I saw Chick Corea in concert last night. I wouldn't call the music they played jazz, but it was definately an evolved form of it. Corea likes to experiment with different styles and tries a new genre every few years. What ever style, it's usually inspired by L. Ron Hubbard and scientology. Last night was sort of an exposition on communication, and not really The Ultimate Adventure as his new cd claims. They were selling copies of the book that inspired the music, which was by Hubbard, in the lobby after the performance. They had a dancer. I don't think I can explain it further than that. It was neat, wish I had been more awake for it. I saw poorly dressed people, utah socialites, and just plain ugly mormons. The dancer got alot more applause than I would have anticipated given the audience, especially the guy who sat behind me and says "golly" as his primary swear. The best part was probably this t-shirt they were selling in the gift shop of Sheraton. And the worst was probably the 8 hours on a bus next to a girl who, although moderately attractive, will not shut up. She just goes on and on and on and on. Very much a turn off. The nice thing about this is that she has her sax lessons right before mine. Also when she called antelope "cows" because she thought it was cute to call deer cows and cows deer. But they were motherfucking antelope. Stupid Idahores.

Sunday, February 12, 2006


Someone died in my ward. I had never met the guy. I signed his card. I didn't want to. I felt weird doing it. I think my signature somehow cheapened it. Oh well, I've never met his family or anything, they live in Albania. It sucks for his room-mates, or does it? More room maybe? I wonder what the finacial ramifications will be for them. There's a fast for his friends and family tonight/tomorrow. I'm not into that, but i'll conform outwardly. The guy's cousin is still in the hospital, car crash.

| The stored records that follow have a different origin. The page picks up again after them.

//! Configuration settings management
//!
//! This module handles loading configuration from multiple sources
//! and validation.

use crate::error::{LifecycleError, Result};
use crate::lifecycle::driver::{
    DriverSettings, DEFAULT_BASE_NAME, DEFAULT_CONTAINER_COUNT, DEFAULT_DELETE_PREFIX,
    DEFAULT_SOFT_DELETE_WAIT,
};
use serde::{Deserialize, Serialize};
use std::path::{Path, PathBuf};
use std::time::Duration;

/// Environment variable holding the storage account connection string
pub const CONNECTION_STRING_ENV: &str = "AZURE_STORAGE_CONNECTION_STRING";

#[derive(Clone, Serialize, Deserialize)]
#[serde(default)]
pub struct Config {
    pub debug: bool,
    /// Only ever read from the environment or the command line
    #[serde(skip)]
    pub connection_string: Option<String>,
    pub base_name: String,
    pub container_count: usize,
    pub delete_prefix: String,
    pub soft_delete_wait_secs: u64,
}

impl std::fmt::Debug for Config {
    fn fmt(&self, f: &mut std::fmt::Formatter<'_>) -> std::fmt::Result {
        f.debug_struct("Config")
            .field("debug", &self.debug)
            .field(
                "connection_string",
                &self.connection_string.as_ref().map(|_| "<redacted>"),
            )
            .field("base_name", &self.base_name)
            .field("container_count", &self.container_count)
            .field("delete_prefix", &self.delete_prefix)
            .field("soft_delete_wait_secs", &self.soft_delete_wait_secs)
            .finish()
    }
}

impl Default for Config {
    fn default() -> Self {
        Self {
            debug: false,
            connection_string: None,
            base_name: DEFAULT_BASE_NAME.to_string(),
            container_count: DEFAULT_CONTAINER_COUNT,
            delete_prefix: DEFAULT_DELETE_PREFIX.to_string(),
            soft_delete_wait_secs: DEFAULT_SOFT_DELETE_WAIT.as_secs(),
        }
    }
}

impl Config {
    /// The connection string, or a configuration error when it is missing
    pub fn require_connection_string(&self) -> Result<&str> {
        self.connection_string
            .as_deref()
            .filter(|s| !s.trim().is_empty())
            .ok_or_else(|| LifecycleError::config("Azure Storage Connection string not found"))
    }

    pub fn driver_settings(&self) -> DriverSettings {
        DriverSettings {
            base_name: self.base_name.clone(),
            container_count: self.container_count,
            delete_prefix: self.delete_prefix.clone(),
            soft_delete_wait: Duration::from_secs(self.soft_delete_wait_secs),
        }
    }

    pub fn get_config_path() -> Result<PathBuf> {
        // Use XDG Base Directory specification on Linux and macOS
        #[cfg(any(target_os = "linux", target_os = "macos"))]
        {
            use std::env;
            let config_dir = if let Ok(xdg_config_home) = env::var("XDG_CONFIG_HOME") {
                PathBuf::from(xdg_config_home)
            } else {
                let home_dir = env::var("HOME")
                    .map_err(|_| LifecycleError::config("HOME environment variable not set"))?;
                PathBuf::from(home_dir).join(".config")
            };
            Ok(config_dir.join("cdel").join("config.toml"))
        }

        #[cfg(not(any(target_os = "linux", target_os = "macos")))]
        {
            let config_dir = dirs::config_dir()
                .ok_or_else(|| LifecycleError::config("Unable to determine config directory"))?;
            Ok(config_dir.join("cdel").join("config.toml"))
        }
    }
}

/// Load configuration from multiple sources with priority order:
/// 1. Command-line flags (applied by the CLI)
/// 2. Environment variables (including a `.env` file)
/// 3. Configuration file
/// 4. Default values
///
/// The connection string is checked by the commands that need one.
pub async fn load_config() -> Result<Config> {
    let mut config = Config::default();

    // Load from configuration file if it exists
    let config_path = Config::get_config_path()?;
    if config_path.exists() {
        config = load_from_file(&config_path).await?;
    }

    // Override with environment variables
    load_from_env(&mut config);

    Ok(config)
}

pub async fn load_from_file(path: &Path) -> Result<Config> {
    let contents = tokio::fs::read_to_string(path).await?;
    let config = toml::from_str::<Config>(&contents)?;
    Ok(config)
}

fn load_from_env(config: &mut Config) {
    apply_env(config, |key| std::env::var(key).ok());
}

/// Apply environment overrides using `lookup` to read variables
pub fn apply_env<F>(config: &mut Config, lookup: F)
where
    F: Fn(&str) -> Option<String>,
{
    if let Some(value) = lookup("DEBUG") {
        config.debug = value.to_lowercase() == "true" || value == "1";
    }

    if let Some(value) = lookup(CONNECTION_STRING_ENV) {
        config.connection_string = Some(value);
    }

    if let Some(value) = lookup("CONTAINER_BASE_NAME") {
        config.base_name = value;
    }

    if let Some(value) = lookup("CONTAINER_COUNT") {
        if let Ok(count) = value.parse::<usize>() {
            config.container_count = count;
        }
    }

    if let Some(value) = lookup("DELETE_PREFIX") {
        config.delete_prefix = value;
    }

    if let Some(value) = lookup("SOFT_DELETE_WAIT_SECS") {
        if let Ok(seconds) = value.parse::<u64>() {
            config.soft_delete_wait_secs = seconds;
        }
    }
}
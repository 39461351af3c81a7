//! Container lifecycle operations
//!
//! The individual create/delete/undelete operations, and the driver that
//! runs them as one sequence against a storage account.

pub mod driver;
pub mod operations;

pub use driver::{DriverSettings, LifecycleDriver, RunSummary};
pub use operations::*;
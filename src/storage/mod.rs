//! Azure Blob Storage container operations
//!
//! This module provides the account-level service seam, container-scoped
//! clients, lazy container enumeration, and the Azure-backed implementation.

pub mod azure;
pub mod client;
pub mod listing;
pub mod models;
pub mod service;

// Re-export commonly used types
pub use azure::AzureContainerService;
pub use client::ContainerClient;
pub use listing::list_containers;
pub use models::*;
pub use service::ContainerService;
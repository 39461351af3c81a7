//! Storage account service trait
//!
//! `ContainerService` is the account-level client every lifecycle operation
//! receives explicitly. The Azure implementation lives in `storage::azure`.

use crate::error::Result;
use crate::storage::models::*;
use async_trait::async_trait;

/// Account-scoped container operations
#[cfg_attr(test, mockall::automock)]
#[async_trait]
pub trait ContainerService: Send + Sync {
    /// Create a container with the given public access level
    async fn create_container(&self, name: &str, access: PublicAccessLevel) -> Result<ServiceResponse>;

    /// Delete a container by name
    async fn delete_container(&self, name: &str) -> Result<ServiceResponse>;

    /// Fetch the properties of a container
    async fn get_container_properties(&self, name: &str) -> Result<ContainerProperties>;

    /// Fetch one page of containers, starting at `marker`
    async fn list_containers(
        &self,
        options: &ListContainersOptions,
        marker: Option<String>,
    ) -> Result<ContainerPage>;

    /// Restore a soft-deleted container
    async fn undelete_container(&self, request: &UndeleteRequest) -> Result<ServiceResponse>;
}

This is my reminder to tell the head resident that I will be going to the chick corea concert on monday.

I've been playing quite a bit of Urban Dead recently, its fun.

Thursday, February 09, 2006


Singles Awareness Day is coming up and I don't really have anything planned. Not so far planned as it is a committment in itself. Singles Awareness Day sucks. I got a haircut, and now McBride is calling me Goose. It is a slow thursday. I predict a disgusting amount of proposals next week, which I expect to overhear about. Marriage isn't an optional thing here, it is a requirement. Girls act as though they deserve a proposal so much as the ring already belongs to them long before it is presented to them. There is a certain amount of destiny and fate in this religion despite it's supposed emphasis on free agency, especially with the eternal marriage stuff. Many people talk about finding the one although that is not a viewpoint exclusive to the church. Usually refered to as that special someone, the whole point of deifying them to the point of undermining freedom of choice to remove the factor of human error, that perhaps you just chose the wrong person. Afterall, they can't be "wrong" for you, if you were "meant" to be together for eternity. Yet, there are still lots of divorces in the church, even temple divorces. I just created that term. Marriage:divorce::temple marriage:temple divorce. Anyways, it really just irks me when girls say "She got her ring!" Her ring. The guy was the one that freaking bought it, bitch! For you, it was a gift, as in he had possession of it! Belonging to him! Just like she will! Not technically, but she's still commanded to be subservient to him. Its in The Family: A Proclaimation to the World. The father is head of household. Because this is the interweb, I won't fact check that; I feel that I am right and it bares truth unto me. In fact, it has to be true, because I feel it in my heart*.

Also, CoX is having a 2-week trial, for v-day. I don't know what to do with it. I miss that game, mostly playing it with friends, alone it wasn't as good. And yes, she is attempting to lick my discarded hair. I was itchy all day yesterday.

*Real Ultimate Power: The Offical Ninja Handbook, Robert Hamburger, pg 11.Kensington Publishing corp., New York. 2004.